Lines after the one containing "TABLE users statement" are to be omitted; print exactly each line from the start of the records up to and including it.
----- Study material
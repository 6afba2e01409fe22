use std::collections::BTreeSet;
use std::sync::LazyLock;

use regex::Regex;

use crate::config::ConformConfig;
use crate::rule::{ContentPattern, ExpectationKind};
use crate::rule_set::RuleSet;
use crate::suites::Builder;
use crate::walker;

pub const NAME: &str = "migrations";

const DIR: &str = "database/migrations";

static MIGRATION_FILE: LazyLock<Regex> =
    LazyLock::new(|| Regex::new(r"^(\d{3})_([a-z0-9_]+)\.(up|down)\.sql$").unwrap());

struct Migration {
    stem: &'static str,
    table: &'static str,
    /// (pattern, failure message) required in the up script.
    up: &'static [(&'static str, &'static str)],
}

const MIGRATIONS: &[Migration] = &[
    Migration {
        stem: "001_create_users_table",
        table: "users",
        up: &[
            ("CREATE TABLE users", "CREATE TABLE users statement not found"),
            ("id SERIAL PRIMARY KEY", "id column is not SERIAL PRIMARY KEY"),
            ("username VARCHAR", "username column is not defined"),
            ("NOT NULL", "username has no NOT NULL constraint"),
            ("UNIQUE", "username has no UNIQUE constraint"),
            ("email VARCHAR", "email column is not defined"),
            ("created_at TIMESTAMP", "created_at column is not defined"),
        ],
    },
    Migration {
        stem: "002_create_posts_table",
        table: "posts",
        up: &[
            ("CREATE TABLE posts", "CREATE TABLE posts statement not found"),
            ("id SERIAL PRIMARY KEY", "id column is not SERIAL PRIMARY KEY"),
            ("user_id INTEGER", "user_id column is not defined"),
            ("FOREIGN KEY", "foreign key constraint is not defined"),
            ("REFERENCES users", "reference to users table is not defined"),
            ("title VARCHAR", "title column is not defined"),
            ("content TEXT", "content column is not defined"),
            ("created_at TIMESTAMP", "created_at column is not defined"),
        ],
    },
    Migration {
        stem: "003_create_comments_table",
        table: "comments",
        up: &[
            ("CREATE TABLE comments", "CREATE TABLE comments statement not found"),
            ("id SERIAL PRIMARY KEY", "id column is not SERIAL PRIMARY KEY"),
            ("post_id INTEGER", "post_id column is not defined"),
            ("REFERENCES posts", "reference to posts table is not defined"),
            ("user_id INTEGER", "user_id column is not defined"),
            ("REFERENCES users", "reference to users table is not defined"),
            ("content TEXT", "content column is not defined"),
            ("created_at TIMESTAMP", "created_at column is not defined"),
        ],
    },
];

const README_TERMS: &[(&str, &str)] = &[
    ("migration", "migrations"),
    ("実行", "how to run them"),
    ("database", "the database"),
];

pub fn suite(config: &ConformConfig) -> RuleSet {
    let mut b = Builder::new(config, NAME, "Database migrations");
    b.dir(DIR);

    for m in MIGRATIONS {
        let up = format!("{DIR}/{}.up.sql", m.stem);
        let down = format!("{DIR}/{}.down.sql", m.stem);
        b.file(&up).file(&down).not_empty(&up).not_empty(&down);

        for (pattern, message) in m.up {
            b.pattern(
                format!("{}.up.sql contains `{pattern}`", m.stem),
                &up,
                ContentPattern::sql(*pattern, *message),
            );
        }
        b.pattern(
            format!("{}.down.sql contains `DROP TABLE`", m.stem),
            &down,
            ContentPattern::sql("DROP TABLE", "DROP TABLE statement not found"),
        );
        b.pattern(
            format!("{}.down.sql drops {}", m.stem, m.table),
            &down,
            ContentPattern::sql(m.table, format!("{} table is not dropped", m.table)),
        );
    }

    let readme = format!("{DIR}/README.md");
    b.file(&readme);
    for (term, topic) in README_TERMS {
        b.pattern(
            format!("{readme} mentions {topic}"),
            &readme,
            ContentPattern::ignore_case(*term, format!("{readme} does not mention {topic}")),
        );
    }

    discovered_rules(config, &mut b);
    b.finish()
}

/// Pairing rules for migrations found on disk beyond the fixed catalog, plus a
/// failing rule for every .sql file that does not follow `NNN_description.(up|down).sql`.
fn discovered_rules(config: &ConformConfig, b: &mut Builder<'_>) {
    let known: BTreeSet<&str> = MIGRATIONS.iter().map(|m| m.stem).collect();
    let mut stems = BTreeSet::new();

    let files = match walker::collect_files(&config.migrations_dir, ".sql") {
        Ok(files) => files,
        Err(e) => {
            tracing::warn!(
                dir = %config.migrations_dir.display(),
                error = %e,
                "could not list migrations; skipping discovery"
            );
            return;
        }
    };

    for path in files {
        let Some(file_name) = path.file_name().and_then(|n| n.to_str()) else {
            continue;
        };
        match MIGRATION_FILE.captures(file_name) {
            Some(caps) => {
                let stem = format!("{}_{}", &caps[1], &caps[2]);
                if !known.contains(stem.as_str()) {
                    stems.insert(stem);
                }
            }
            None => {
                b.path(
                    format!("{file_name} follows NNN_description.(up|down).sql"),
                    &format!("{DIR}/{file_name}"),
                    ExpectationKind::MustNotExist,
                );
            }
        }
    }

    for stem in stems {
        b.file(&format!("{DIR}/{stem}.up.sql"))
            .file(&format!("{DIR}/{stem}.down.sql"));
    }
}

#[cfg(test)]
mod tests {
    use super::*;

    #[test]
    fn naming_convention() {
        assert!(MIGRATION_FILE.is_match("001_create_users_table.up.sql"));
        assert!(MIGRATION_FILE.is_match("042_add_index.down.sql"));
        assert!(!MIGRATION_FILE.is_match("1_create.up.sql"));
        assert!(!MIGRATION_FILE.is_match("001_create_users_table.sql"));
        assert!(!MIGRATION_FILE.is_match("001_Create.up.sql"));
    }

    #[test]
    fn fixed_catalog_size_without_discovery() {
        let root = tempfile::tempdir().unwrap();
        let config = ConformConfig::from_root(root.path());
        let set = suite(&config);
        let per_migration: usize = MIGRATIONS.iter().map(|m| 4 + m.up.len() + 2).sum();
        assert_eq!(set.len(), 1 + per_migration + 1 + README_TERMS.len());
    }

    #[test]
    fn unlistable_migrations_dir_keeps_fixed_catalog() {
        let config = ConformConfig::from_root(std::path::Path::new("bad\0root"));
        let set = suite(&config);
        let per_migration: usize = MIGRATIONS.iter().map(|m| 4 + m.up.len() + 2).sum();
        assert_eq!(set.len(), 1 + per_migration + 1 + README_TERMS.len());
    }
}
//! Guild summary table.

use serde::{Deserialize, Serialize};

/// One player's summary values, aligned with [`SummaryTable::columns`].
#[derive(Debug, Clone, PartialEq, Eq, Serialize, Deserialize)]
pub struct SummaryRow {
    pub player: String,
    pub values: Vec<i64>,
}

/// Canonical projection of a stat table onto the summary metrics.
#[derive(Debug, Clone, PartialEq, Serialize, Deserialize)]
pub struct SummaryTable {
    pub columns: Vec<String>,
    pub rows: Vec<SummaryRow>,

    /// Per-column mean over `rows`, when requested.
    #[serde(default, skip_serializing_if = "Option::is_none")]
    pub average: Option<Vec<f64>>,
}

impl SummaryTable {
    pub fn column_index(&self, column: &str) -> Option<usize> {
        self.columns.iter().position(|c| c == column)
    }

    pub fn row(&self, player: &str) -> Option<&SummaryRow> {
        self.rows.iter().find(|r| r.player == player)
    }

    /// Value for (player, column), zero when either is absent.
    pub fn value(&self, player: &str, column: &str) -> i64 {
        match (self.row(player), self.column_index(column)) {
            (Some(row), Some(idx)) => row.values.get(idx).copied().unwrap_or(0),
            _ => 0,
        }
    }

    pub fn players(&self) -> Vec<&str> {
        self.rows.iter().map(|r| r.player.as_str()).collect()
    }
}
----------
Task answer:
repository 6afba2e01409fe22
use std::collections::BTreeSet;
use std::sync::LazyLock;

use regex::Regex;

use crate::config::ConformConfig;
use crate::rule::{ContentPattern, ExpectationKind};
use crate::rule_set::RuleSet;
use crate::suites::Builder;
use crate::walker;

pub const NAME: &str = "migrations";

const DIR: &str = "database/migrations";

static MIGRATION_FILE: LazyLock<Regex> =
    LazyLock::new(|| Regex::new(r"^(\d{3})_([a-z0-9_]+)\.(up|down)\.sql$").unwrap());

struct Migration {
    stem: &'static str,
    table: &'static str,
    /// (pattern, failure message) required in the up script.
    up: &'static [(&'static str, &'static str)],
}

const MIGRATIONS: &[Migration] = &[
    Migration {
        stem: "001_create_users_table",
        table: "users",
        up: &[
            ("CREATE TABLE users", "CREATE TABLE users statement not found"),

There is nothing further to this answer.